◆ What is being asked
Only certain lines below are wanted: those starting at the line containing "filter is kept." and ending at the line containing "kind is forwarded.", both included, each retyped exactly.

Source records
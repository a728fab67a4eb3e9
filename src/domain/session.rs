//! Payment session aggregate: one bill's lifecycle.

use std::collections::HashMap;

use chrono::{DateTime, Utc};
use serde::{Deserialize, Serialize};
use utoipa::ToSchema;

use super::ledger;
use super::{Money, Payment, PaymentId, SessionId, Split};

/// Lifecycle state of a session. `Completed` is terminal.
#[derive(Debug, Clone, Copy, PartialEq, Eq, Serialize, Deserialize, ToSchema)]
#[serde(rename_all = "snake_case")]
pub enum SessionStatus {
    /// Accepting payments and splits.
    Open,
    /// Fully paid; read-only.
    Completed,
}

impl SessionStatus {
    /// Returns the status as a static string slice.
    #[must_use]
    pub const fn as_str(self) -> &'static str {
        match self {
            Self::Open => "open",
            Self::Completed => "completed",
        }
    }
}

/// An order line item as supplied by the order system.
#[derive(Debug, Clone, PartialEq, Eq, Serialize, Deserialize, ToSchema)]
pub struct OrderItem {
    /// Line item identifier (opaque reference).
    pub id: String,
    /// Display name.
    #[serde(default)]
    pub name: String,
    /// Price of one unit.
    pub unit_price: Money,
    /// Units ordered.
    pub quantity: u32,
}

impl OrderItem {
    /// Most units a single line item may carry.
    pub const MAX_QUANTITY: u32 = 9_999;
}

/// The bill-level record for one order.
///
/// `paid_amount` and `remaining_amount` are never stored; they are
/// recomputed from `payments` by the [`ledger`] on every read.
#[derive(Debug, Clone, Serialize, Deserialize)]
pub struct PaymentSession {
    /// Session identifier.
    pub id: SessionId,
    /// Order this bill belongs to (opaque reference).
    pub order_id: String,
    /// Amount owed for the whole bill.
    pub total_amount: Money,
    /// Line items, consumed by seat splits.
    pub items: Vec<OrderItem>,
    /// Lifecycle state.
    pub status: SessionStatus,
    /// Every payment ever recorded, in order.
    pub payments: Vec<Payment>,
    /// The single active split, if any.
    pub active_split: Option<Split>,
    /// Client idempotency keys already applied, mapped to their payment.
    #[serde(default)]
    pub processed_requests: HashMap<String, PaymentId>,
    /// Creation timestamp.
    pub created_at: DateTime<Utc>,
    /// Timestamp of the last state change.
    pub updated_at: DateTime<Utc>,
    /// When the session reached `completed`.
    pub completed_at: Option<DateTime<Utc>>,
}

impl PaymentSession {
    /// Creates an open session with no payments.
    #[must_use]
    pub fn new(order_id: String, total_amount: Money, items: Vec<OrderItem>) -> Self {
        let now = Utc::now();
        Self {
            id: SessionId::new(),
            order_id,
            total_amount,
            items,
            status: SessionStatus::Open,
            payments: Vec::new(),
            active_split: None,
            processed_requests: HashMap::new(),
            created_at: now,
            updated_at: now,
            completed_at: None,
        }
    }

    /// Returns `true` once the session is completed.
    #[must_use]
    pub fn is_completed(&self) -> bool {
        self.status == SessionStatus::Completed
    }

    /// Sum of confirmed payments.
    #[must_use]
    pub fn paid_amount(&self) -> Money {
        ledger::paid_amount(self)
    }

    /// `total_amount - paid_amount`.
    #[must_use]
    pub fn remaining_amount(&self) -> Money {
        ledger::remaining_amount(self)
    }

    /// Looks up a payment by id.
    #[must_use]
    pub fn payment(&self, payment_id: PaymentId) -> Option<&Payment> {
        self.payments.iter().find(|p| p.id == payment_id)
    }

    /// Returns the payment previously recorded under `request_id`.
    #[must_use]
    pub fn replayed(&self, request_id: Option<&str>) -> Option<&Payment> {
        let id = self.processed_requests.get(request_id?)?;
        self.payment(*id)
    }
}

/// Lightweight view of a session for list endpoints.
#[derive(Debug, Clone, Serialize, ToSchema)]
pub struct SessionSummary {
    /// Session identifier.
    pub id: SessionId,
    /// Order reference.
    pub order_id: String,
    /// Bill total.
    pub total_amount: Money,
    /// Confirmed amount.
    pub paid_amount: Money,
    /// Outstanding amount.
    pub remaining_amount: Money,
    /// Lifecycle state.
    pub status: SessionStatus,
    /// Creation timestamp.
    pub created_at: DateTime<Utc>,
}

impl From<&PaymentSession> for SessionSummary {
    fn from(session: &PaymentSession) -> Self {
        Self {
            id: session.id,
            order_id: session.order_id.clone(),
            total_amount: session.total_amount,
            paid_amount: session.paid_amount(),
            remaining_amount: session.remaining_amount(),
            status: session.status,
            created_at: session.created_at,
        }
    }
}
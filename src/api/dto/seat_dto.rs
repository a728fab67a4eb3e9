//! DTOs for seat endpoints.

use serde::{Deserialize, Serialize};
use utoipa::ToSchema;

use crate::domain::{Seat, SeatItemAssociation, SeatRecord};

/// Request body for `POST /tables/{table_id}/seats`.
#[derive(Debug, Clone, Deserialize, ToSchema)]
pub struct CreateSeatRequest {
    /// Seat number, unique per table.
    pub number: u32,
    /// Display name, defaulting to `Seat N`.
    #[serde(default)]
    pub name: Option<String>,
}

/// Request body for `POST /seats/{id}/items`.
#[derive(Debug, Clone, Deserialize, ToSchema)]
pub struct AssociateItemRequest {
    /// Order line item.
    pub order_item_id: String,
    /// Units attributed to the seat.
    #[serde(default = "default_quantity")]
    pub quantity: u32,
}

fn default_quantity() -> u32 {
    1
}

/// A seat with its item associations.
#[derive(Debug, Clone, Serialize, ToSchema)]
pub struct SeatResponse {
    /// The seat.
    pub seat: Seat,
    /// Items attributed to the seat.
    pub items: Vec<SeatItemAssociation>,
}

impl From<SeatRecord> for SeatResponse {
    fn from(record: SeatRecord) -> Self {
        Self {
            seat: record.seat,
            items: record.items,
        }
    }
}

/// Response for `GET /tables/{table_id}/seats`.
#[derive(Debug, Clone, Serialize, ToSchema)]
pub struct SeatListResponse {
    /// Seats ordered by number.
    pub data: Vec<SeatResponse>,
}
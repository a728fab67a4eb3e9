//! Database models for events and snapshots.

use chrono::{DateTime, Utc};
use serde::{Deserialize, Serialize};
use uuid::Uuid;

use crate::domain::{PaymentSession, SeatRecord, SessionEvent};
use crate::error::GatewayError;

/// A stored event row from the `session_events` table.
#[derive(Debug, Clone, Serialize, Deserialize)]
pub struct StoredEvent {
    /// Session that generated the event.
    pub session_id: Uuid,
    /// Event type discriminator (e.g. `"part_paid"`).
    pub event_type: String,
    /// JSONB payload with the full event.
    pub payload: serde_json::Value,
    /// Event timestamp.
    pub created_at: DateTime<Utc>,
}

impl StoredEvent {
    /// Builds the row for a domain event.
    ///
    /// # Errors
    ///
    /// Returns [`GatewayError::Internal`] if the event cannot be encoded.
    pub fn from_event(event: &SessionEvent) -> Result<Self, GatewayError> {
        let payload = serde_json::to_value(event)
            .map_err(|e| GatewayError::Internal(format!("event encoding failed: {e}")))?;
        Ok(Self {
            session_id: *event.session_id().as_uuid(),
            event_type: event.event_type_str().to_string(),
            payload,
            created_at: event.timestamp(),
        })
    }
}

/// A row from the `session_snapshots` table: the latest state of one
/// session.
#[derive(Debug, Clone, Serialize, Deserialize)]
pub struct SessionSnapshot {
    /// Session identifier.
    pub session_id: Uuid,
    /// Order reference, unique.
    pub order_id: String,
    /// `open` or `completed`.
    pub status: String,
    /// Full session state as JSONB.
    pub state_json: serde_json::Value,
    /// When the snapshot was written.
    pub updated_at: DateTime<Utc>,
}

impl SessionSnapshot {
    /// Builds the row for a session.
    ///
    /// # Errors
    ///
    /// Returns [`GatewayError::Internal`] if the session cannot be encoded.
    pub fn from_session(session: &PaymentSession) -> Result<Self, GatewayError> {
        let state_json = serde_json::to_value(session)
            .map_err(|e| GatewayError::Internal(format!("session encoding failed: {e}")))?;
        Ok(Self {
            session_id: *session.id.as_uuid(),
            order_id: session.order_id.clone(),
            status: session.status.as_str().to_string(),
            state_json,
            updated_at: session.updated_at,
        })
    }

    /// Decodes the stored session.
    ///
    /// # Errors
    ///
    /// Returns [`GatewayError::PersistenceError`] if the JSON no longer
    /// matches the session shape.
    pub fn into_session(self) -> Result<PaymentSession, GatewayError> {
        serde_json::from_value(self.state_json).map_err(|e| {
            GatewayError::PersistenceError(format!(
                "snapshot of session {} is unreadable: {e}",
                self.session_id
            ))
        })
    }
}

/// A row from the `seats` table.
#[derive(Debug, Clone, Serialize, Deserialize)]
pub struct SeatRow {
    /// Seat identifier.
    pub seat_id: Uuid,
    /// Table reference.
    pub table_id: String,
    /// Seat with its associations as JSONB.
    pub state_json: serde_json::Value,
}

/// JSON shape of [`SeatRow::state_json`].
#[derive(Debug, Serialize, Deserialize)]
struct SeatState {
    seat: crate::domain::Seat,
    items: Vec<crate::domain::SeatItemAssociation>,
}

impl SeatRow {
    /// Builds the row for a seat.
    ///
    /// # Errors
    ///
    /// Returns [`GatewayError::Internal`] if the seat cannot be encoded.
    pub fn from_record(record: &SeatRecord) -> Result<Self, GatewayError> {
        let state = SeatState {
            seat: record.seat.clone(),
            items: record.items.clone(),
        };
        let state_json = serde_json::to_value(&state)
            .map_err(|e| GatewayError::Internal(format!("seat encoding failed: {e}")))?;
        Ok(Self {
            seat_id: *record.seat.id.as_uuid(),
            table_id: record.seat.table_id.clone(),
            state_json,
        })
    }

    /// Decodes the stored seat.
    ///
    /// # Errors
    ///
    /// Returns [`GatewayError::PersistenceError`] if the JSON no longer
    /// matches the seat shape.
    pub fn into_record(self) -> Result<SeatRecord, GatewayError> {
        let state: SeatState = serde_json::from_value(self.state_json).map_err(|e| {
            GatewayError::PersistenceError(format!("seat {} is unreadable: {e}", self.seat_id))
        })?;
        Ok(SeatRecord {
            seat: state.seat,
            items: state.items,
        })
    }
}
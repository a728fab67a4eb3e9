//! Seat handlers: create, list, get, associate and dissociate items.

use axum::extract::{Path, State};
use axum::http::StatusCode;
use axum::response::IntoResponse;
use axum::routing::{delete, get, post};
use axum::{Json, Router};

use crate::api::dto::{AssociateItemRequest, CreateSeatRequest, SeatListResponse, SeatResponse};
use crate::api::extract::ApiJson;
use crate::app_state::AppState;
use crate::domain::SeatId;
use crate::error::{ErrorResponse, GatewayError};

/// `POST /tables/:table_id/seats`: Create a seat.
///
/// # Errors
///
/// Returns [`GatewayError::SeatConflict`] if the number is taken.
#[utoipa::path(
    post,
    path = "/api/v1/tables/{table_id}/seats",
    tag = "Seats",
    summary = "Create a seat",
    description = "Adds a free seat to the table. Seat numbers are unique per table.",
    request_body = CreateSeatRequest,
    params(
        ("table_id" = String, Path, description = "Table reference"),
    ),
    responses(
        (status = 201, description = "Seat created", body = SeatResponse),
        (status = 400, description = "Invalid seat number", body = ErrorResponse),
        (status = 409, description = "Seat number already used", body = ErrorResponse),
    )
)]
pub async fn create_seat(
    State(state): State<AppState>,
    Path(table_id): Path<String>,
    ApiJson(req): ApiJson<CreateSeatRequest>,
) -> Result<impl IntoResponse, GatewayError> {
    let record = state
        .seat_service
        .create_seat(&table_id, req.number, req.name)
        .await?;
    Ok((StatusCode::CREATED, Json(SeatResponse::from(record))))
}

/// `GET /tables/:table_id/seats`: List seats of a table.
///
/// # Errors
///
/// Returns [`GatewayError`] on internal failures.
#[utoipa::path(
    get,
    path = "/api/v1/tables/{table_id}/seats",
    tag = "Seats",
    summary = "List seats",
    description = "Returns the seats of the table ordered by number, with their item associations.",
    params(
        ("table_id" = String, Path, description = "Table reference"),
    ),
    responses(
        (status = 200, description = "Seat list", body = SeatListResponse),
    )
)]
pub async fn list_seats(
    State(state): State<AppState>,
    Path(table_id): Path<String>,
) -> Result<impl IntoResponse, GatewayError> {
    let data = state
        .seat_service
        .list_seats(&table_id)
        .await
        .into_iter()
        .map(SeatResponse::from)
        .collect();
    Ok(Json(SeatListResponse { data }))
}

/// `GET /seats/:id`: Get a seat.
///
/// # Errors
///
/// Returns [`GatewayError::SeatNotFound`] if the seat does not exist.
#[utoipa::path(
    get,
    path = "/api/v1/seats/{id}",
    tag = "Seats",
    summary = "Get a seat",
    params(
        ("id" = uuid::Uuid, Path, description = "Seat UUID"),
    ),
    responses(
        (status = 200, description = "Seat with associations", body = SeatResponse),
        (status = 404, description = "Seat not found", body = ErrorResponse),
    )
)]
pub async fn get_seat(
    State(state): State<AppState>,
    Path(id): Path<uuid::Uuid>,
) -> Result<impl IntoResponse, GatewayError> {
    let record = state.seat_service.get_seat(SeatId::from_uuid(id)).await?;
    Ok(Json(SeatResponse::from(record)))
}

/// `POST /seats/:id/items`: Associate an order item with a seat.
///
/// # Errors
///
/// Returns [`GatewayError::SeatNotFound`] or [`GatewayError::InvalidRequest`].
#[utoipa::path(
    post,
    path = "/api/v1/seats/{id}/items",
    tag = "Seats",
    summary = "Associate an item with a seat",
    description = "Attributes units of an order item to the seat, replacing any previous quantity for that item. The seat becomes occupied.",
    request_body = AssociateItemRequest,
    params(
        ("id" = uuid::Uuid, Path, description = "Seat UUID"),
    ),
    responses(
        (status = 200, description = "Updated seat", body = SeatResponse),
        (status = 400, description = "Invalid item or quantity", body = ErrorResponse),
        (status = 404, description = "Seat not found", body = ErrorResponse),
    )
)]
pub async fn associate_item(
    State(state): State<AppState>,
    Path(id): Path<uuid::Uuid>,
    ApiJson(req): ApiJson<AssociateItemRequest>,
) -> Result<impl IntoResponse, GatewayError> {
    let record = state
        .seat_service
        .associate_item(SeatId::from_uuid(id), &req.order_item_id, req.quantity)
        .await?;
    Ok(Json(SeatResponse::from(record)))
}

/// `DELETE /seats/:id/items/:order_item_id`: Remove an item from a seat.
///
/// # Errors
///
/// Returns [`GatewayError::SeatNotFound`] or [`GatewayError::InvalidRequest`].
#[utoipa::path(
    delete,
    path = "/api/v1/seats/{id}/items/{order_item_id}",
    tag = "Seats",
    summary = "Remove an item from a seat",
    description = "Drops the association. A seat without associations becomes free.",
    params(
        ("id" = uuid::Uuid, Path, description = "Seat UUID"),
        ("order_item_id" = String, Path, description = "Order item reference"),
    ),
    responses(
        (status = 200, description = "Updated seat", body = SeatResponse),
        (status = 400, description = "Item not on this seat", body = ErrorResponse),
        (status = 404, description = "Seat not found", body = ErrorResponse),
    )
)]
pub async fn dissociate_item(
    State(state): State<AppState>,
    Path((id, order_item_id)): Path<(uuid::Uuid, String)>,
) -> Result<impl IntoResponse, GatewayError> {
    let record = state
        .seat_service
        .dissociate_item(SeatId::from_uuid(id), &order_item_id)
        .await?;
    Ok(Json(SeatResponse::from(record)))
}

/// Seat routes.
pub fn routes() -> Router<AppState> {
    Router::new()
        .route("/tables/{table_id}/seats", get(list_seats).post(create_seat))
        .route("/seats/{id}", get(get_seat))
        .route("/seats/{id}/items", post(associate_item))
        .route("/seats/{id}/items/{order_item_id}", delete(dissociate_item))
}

---

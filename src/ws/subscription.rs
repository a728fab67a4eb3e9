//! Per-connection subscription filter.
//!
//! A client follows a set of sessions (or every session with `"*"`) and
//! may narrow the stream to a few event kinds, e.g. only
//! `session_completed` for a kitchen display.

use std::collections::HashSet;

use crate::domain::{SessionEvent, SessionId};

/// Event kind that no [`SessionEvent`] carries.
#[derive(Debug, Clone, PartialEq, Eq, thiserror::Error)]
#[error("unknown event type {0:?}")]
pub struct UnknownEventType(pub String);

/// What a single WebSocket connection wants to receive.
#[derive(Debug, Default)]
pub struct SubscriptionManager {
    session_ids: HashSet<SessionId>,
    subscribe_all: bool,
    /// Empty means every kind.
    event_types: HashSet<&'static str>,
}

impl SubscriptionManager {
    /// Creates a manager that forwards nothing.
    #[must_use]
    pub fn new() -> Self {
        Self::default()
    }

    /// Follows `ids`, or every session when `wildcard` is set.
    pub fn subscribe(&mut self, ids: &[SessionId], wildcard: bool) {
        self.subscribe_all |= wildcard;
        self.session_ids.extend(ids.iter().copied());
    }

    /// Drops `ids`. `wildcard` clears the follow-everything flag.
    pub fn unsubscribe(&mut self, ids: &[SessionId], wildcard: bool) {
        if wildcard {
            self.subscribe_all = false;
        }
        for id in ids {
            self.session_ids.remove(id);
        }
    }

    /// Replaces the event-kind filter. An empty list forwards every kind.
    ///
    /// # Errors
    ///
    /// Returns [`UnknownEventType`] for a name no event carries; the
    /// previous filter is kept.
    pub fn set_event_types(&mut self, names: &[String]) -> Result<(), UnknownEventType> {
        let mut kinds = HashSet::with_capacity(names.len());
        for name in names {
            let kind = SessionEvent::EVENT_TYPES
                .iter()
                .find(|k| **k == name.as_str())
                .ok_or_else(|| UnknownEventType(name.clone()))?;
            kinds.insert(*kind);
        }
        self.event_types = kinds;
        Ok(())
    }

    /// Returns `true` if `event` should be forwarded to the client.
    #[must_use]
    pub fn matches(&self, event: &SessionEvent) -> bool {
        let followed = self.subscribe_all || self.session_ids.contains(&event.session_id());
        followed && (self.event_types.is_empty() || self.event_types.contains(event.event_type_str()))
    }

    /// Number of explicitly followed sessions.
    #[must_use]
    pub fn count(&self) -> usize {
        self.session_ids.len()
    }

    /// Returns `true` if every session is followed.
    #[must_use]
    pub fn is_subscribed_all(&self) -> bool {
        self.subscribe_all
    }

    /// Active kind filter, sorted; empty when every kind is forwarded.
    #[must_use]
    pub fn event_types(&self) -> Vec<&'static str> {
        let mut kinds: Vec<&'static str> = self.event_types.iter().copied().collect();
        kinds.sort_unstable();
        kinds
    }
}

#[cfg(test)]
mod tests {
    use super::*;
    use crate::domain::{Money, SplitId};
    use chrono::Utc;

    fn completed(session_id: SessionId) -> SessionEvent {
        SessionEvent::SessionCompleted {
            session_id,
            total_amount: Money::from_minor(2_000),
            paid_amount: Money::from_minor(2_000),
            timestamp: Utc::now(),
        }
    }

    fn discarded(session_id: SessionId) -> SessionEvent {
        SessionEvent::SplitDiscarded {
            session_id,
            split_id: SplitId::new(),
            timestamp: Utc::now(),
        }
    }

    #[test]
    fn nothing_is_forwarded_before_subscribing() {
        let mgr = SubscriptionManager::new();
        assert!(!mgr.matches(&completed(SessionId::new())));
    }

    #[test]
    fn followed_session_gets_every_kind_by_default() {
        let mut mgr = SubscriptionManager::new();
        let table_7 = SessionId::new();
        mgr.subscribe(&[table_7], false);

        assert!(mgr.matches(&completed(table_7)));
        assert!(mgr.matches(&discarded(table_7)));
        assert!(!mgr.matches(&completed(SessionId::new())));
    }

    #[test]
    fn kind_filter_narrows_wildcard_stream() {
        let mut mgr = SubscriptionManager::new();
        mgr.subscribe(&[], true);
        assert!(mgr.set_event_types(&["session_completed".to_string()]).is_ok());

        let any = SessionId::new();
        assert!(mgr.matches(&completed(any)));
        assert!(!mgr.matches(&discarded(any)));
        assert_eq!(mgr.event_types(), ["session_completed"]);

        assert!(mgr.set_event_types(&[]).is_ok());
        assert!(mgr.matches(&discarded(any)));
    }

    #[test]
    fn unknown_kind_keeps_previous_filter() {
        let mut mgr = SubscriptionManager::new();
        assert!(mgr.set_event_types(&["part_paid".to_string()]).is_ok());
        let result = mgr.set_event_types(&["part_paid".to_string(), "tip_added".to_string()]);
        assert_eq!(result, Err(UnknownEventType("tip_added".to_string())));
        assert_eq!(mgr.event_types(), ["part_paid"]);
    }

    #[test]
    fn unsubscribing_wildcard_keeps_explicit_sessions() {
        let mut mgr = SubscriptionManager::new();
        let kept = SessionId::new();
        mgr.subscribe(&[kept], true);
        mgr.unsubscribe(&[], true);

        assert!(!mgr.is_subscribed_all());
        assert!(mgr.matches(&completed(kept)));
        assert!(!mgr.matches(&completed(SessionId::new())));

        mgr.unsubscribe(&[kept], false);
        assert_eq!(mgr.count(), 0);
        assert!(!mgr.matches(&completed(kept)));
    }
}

◆ Output
    /// previous filter is kept.
    pub fn set_event_types(&mut self, names: &[String]) -> Result<(), UnknownEventType> {
        let mut kinds = HashSet::with_capacity(names.len());
        for name in names {
            let kind = SessionEvent::EVENT_TYPES
                .iter()
                .find(|k| **k == name.as_str())
                .ok_or_else(|| UnknownEventType(name.clone()))?;
            kinds.insert(*kind);
        }
        self.event_types = kinds;
        Ok(())
    }

    /// Returns `true` if `event` should be forwarded to the client.
    #[must_use]
    pub fn matches(&self, event: &SessionEvent) -> bool {
        let followed = self.subscribe_all || self.session_ids.contains(&event.session_id());
        followed && (self.event_types.is_empty() || self.event_types.contains(event.event_type_str()))
    }

    /// Number of explicitly followed sessions.
    #[must_use]
    pub fn count(&self) -> usize {
        self.session_ids.len()
    }

    /// Returns `true` if every session is followed.
    #[must_use]
    pub fn is_subscribed_all(&self) -> bool {
        self.subscribe_all
    }

    /// Active kind filter, sorted; empty when every kind is forwarded.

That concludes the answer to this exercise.